▶ _ASSIGNMENT_
Copy out each line containing "UserRole" from the entries below.

(SOURCE DATA begins)

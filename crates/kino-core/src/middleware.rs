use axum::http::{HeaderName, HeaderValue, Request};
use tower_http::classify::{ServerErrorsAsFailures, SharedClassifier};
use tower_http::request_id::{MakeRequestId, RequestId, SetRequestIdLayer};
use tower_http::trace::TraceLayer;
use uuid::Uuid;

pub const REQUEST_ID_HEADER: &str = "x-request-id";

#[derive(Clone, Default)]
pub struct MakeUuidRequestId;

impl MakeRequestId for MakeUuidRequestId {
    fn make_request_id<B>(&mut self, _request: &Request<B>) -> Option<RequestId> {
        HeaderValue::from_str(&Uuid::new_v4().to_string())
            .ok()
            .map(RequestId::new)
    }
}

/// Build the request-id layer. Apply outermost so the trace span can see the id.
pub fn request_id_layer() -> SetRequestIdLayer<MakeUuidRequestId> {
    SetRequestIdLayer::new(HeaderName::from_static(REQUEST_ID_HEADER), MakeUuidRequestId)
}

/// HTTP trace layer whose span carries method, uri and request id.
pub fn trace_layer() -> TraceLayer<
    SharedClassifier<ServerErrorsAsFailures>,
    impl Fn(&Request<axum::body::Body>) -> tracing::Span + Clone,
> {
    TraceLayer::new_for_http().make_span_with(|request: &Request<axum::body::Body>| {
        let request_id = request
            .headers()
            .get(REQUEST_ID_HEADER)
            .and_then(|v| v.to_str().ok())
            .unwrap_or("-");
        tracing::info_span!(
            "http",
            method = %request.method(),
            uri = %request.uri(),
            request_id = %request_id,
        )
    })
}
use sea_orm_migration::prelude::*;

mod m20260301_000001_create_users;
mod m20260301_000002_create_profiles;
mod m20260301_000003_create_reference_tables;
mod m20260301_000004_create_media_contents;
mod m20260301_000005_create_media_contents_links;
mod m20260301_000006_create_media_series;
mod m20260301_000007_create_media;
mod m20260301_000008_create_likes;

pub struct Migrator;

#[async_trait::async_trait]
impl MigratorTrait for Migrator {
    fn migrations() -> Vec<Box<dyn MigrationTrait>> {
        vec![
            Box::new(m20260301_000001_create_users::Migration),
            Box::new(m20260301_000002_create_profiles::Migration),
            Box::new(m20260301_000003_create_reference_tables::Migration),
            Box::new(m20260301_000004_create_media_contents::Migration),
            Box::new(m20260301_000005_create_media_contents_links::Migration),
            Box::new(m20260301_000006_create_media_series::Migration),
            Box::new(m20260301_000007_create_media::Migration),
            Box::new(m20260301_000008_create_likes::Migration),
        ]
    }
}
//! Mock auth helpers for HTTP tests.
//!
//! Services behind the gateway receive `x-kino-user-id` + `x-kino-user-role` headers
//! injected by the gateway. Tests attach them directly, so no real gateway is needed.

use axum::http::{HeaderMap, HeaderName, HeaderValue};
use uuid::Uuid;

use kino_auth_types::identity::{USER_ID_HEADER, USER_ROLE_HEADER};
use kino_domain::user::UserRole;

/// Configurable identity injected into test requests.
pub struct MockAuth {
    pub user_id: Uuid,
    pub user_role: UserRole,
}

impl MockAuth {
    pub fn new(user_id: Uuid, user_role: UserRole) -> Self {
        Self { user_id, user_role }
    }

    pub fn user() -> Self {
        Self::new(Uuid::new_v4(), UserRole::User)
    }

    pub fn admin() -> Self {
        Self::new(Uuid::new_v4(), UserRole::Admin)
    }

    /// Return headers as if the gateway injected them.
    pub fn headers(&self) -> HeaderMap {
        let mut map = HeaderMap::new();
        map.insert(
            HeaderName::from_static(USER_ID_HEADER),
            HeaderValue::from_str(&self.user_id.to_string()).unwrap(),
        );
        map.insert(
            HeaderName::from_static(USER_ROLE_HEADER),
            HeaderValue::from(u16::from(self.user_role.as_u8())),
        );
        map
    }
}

(SOURCE DATA ends)

▶ _OUTPUT FOR THIS TASK_
use kino_domain::user::UserRole;
    pub user_role: UserRole,
    pub fn new(user_id: Uuid, user_role: UserRole) -> Self {
        Self::new(Uuid::new_v4(), UserRole::User)
        Self::new(Uuid::new_v4(), UserRole::Admin)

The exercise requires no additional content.